%%

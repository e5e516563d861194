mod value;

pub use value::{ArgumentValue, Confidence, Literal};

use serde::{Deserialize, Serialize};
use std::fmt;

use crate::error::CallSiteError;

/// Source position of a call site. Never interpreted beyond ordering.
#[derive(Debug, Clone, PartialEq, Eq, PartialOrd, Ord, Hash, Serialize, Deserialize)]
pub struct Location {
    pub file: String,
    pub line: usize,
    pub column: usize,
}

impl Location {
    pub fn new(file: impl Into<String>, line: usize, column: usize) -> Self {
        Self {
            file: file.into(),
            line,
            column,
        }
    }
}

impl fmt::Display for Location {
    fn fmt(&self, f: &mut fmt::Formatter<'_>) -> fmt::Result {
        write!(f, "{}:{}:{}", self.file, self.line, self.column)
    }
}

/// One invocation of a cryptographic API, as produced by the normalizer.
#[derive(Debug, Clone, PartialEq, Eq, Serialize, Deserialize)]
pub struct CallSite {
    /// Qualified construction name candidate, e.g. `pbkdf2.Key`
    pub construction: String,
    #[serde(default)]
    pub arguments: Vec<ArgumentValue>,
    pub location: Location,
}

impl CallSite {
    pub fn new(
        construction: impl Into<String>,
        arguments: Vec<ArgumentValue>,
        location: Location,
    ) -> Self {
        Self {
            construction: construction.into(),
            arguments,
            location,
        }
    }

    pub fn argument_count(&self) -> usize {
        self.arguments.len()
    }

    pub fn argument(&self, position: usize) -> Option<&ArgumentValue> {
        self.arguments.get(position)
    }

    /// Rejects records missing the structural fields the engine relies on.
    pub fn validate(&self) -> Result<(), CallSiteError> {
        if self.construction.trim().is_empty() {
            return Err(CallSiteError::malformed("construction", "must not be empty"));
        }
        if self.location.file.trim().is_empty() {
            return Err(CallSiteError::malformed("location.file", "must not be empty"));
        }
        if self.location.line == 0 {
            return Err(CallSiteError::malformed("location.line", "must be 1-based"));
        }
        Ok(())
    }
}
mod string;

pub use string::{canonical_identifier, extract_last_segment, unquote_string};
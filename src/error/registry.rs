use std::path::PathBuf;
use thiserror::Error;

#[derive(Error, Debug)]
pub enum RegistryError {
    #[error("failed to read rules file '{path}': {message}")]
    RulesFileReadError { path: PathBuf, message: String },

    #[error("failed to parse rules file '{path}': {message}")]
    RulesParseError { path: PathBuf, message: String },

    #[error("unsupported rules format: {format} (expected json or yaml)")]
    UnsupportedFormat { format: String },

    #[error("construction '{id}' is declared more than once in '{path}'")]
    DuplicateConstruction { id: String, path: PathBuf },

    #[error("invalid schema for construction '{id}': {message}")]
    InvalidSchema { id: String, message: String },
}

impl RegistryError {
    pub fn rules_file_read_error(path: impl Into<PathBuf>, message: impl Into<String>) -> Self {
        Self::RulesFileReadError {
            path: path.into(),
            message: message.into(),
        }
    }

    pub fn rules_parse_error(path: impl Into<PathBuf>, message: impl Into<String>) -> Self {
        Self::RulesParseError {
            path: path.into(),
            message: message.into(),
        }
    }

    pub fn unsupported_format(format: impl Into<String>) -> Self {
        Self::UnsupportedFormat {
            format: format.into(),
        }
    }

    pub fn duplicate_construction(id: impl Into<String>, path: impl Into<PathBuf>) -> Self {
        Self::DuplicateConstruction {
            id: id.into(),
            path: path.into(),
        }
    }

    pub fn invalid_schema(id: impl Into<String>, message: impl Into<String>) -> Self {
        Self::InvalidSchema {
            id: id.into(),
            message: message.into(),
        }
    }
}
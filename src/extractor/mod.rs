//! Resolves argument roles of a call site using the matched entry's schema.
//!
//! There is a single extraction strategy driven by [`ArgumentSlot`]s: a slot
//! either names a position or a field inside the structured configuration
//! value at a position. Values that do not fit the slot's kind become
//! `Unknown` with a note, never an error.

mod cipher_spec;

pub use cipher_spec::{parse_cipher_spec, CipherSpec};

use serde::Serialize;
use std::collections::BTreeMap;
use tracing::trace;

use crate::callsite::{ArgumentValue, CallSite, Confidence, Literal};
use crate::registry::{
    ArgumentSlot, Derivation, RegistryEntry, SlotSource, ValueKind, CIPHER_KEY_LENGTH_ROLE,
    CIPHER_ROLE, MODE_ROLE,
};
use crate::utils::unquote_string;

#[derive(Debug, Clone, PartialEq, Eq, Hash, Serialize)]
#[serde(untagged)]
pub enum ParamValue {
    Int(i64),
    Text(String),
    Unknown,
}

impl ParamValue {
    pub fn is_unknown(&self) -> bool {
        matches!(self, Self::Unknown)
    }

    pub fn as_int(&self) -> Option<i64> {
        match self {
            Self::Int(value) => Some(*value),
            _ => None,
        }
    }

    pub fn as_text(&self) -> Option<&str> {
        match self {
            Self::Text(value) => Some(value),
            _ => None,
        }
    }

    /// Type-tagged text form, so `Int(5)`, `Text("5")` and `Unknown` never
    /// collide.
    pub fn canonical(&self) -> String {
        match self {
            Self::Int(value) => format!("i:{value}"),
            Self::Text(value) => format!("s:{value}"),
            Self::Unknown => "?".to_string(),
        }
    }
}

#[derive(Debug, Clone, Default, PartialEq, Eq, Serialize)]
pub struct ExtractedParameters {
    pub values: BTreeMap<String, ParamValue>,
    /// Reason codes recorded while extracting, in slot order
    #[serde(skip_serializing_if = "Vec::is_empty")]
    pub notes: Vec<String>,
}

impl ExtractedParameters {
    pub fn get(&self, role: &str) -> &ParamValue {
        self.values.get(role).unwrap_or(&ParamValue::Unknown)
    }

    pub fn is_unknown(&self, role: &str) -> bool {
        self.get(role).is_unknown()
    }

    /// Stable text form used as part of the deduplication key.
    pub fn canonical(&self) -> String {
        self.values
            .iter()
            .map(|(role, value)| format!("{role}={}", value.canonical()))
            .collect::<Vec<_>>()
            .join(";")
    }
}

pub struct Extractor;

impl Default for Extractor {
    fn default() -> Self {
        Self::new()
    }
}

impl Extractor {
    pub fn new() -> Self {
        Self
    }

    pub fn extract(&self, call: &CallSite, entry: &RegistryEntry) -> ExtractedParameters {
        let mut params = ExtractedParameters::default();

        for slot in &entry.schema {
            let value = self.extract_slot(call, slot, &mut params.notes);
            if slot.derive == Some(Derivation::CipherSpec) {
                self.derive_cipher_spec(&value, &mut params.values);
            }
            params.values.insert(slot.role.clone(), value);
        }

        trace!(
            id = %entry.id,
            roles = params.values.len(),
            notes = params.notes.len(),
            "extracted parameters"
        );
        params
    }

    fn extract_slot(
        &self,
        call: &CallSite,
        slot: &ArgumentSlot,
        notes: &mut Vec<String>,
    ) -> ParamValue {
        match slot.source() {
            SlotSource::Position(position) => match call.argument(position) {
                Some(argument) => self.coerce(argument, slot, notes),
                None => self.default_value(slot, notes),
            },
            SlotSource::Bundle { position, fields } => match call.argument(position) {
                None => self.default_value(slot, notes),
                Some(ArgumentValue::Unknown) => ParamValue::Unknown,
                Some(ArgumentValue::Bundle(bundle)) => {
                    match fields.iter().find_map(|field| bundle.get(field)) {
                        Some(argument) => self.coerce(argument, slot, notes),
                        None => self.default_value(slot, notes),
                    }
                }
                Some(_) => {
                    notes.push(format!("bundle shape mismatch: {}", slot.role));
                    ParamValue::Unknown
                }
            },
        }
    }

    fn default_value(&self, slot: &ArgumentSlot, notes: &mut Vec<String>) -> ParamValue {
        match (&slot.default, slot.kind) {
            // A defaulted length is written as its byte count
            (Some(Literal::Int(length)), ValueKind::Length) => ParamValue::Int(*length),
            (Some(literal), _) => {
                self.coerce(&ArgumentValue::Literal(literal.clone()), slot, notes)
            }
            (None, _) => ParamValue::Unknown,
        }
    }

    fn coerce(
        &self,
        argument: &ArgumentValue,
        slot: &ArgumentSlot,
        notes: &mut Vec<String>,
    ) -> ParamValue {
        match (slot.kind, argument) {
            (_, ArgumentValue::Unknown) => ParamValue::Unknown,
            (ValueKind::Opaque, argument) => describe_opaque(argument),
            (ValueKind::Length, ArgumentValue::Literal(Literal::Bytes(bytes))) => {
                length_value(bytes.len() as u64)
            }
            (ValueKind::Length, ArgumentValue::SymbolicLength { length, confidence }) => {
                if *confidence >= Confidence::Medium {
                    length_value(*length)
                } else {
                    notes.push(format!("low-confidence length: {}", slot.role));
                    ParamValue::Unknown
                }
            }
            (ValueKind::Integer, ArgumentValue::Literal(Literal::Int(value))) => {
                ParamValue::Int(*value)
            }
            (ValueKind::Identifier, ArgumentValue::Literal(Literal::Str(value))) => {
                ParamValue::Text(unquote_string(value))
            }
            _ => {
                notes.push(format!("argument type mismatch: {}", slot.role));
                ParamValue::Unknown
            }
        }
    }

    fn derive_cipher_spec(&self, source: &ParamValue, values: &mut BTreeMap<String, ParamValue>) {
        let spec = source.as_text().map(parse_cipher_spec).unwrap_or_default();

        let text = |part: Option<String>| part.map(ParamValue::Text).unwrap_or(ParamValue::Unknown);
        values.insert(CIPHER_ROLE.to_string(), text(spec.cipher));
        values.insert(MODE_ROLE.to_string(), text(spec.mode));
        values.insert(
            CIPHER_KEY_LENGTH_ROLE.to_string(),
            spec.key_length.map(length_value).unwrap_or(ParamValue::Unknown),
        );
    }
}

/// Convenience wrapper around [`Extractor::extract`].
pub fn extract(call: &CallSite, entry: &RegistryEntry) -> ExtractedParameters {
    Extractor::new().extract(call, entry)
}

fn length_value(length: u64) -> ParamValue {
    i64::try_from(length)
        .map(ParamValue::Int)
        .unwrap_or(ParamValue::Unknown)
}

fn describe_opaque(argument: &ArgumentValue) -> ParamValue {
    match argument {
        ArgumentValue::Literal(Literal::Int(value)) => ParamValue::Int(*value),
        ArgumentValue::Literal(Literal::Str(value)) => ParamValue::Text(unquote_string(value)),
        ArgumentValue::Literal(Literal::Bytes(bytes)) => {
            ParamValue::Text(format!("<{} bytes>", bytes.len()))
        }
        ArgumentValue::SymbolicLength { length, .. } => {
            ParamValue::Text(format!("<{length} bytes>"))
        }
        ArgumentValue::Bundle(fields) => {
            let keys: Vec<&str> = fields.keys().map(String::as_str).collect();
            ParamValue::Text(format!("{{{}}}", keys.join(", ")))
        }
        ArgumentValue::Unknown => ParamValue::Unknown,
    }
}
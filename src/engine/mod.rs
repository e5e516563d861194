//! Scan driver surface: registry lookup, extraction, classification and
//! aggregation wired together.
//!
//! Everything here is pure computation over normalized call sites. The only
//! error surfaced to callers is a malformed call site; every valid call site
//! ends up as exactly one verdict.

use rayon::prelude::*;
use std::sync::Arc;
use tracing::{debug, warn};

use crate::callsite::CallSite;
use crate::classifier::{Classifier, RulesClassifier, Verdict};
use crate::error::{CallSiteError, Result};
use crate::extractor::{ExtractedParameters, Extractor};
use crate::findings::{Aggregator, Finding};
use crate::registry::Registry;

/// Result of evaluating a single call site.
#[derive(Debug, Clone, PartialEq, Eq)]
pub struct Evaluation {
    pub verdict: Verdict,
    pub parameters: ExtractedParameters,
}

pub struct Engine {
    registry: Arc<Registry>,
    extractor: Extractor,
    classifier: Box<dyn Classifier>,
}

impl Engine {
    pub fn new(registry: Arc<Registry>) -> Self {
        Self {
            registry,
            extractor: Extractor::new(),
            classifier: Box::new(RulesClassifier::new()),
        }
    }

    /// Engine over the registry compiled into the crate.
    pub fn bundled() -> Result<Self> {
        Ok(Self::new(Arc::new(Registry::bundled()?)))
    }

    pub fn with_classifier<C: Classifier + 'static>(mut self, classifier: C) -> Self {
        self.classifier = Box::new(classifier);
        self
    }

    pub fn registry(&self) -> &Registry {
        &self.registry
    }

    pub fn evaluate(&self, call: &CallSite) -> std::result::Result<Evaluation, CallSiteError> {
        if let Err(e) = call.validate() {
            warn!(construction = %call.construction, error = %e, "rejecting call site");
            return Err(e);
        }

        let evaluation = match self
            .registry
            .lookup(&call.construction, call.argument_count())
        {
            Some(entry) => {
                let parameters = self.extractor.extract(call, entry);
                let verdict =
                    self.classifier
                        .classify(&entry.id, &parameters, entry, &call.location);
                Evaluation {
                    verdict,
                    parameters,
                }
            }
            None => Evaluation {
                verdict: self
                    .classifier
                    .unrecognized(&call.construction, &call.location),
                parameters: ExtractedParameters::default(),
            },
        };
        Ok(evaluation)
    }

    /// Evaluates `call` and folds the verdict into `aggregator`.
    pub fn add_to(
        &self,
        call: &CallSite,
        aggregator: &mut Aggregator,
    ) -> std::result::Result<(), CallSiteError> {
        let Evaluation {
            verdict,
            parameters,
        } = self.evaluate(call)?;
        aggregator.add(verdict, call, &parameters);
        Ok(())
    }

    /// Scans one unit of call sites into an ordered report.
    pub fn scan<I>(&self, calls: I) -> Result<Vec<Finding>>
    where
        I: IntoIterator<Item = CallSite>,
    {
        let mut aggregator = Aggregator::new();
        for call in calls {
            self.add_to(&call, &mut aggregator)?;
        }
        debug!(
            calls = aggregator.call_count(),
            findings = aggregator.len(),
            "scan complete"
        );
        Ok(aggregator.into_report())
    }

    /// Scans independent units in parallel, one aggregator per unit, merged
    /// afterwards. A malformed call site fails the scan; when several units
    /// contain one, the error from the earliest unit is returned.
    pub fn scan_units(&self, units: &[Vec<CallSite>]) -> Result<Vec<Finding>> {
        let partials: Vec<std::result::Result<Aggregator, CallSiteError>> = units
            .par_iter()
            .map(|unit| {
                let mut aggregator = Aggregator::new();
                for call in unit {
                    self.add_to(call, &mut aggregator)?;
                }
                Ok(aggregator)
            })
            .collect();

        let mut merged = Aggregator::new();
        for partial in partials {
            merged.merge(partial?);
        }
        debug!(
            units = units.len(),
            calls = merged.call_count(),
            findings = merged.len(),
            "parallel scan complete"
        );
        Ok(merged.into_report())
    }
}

%%

**What the task asks:**
Begin at the first line of the records above and quote every line verbatim through the one that contains "by the normalizer.".

**Solved exercise:**
repository e5e516563d861194
mod value;

pub use value::{ArgumentValue, Confidence, Literal};

use serde::{Deserialize, Serialize};
use std::fmt;

use crate::error::CallSiteError;

/// Source position of a call site. Never interpreted beyond ordering.
#[derive(Debug, Clone, PartialEq, Eq, PartialOrd, Ord, Hash, Serialize, Deserialize)]
pub struct Location {
    pub file: String,
    pub line: usize,
    pub column: usize,
}

impl Location {
    pub fn new(file: impl Into<String>, line: usize, column: usize) -> Self {
        Self {
            file: file.into(),
            line,
            column,
        }
    }
}

impl fmt::Display for Location {
    fn fmt(&self, f: &mut fmt::Formatter<'_>) -> fmt::Result {
        write!(f, "{}:{}:{}", self.file, self.line, self.column)
    }
}

/// One invocation of a cryptographic API, as produced by the normalizer.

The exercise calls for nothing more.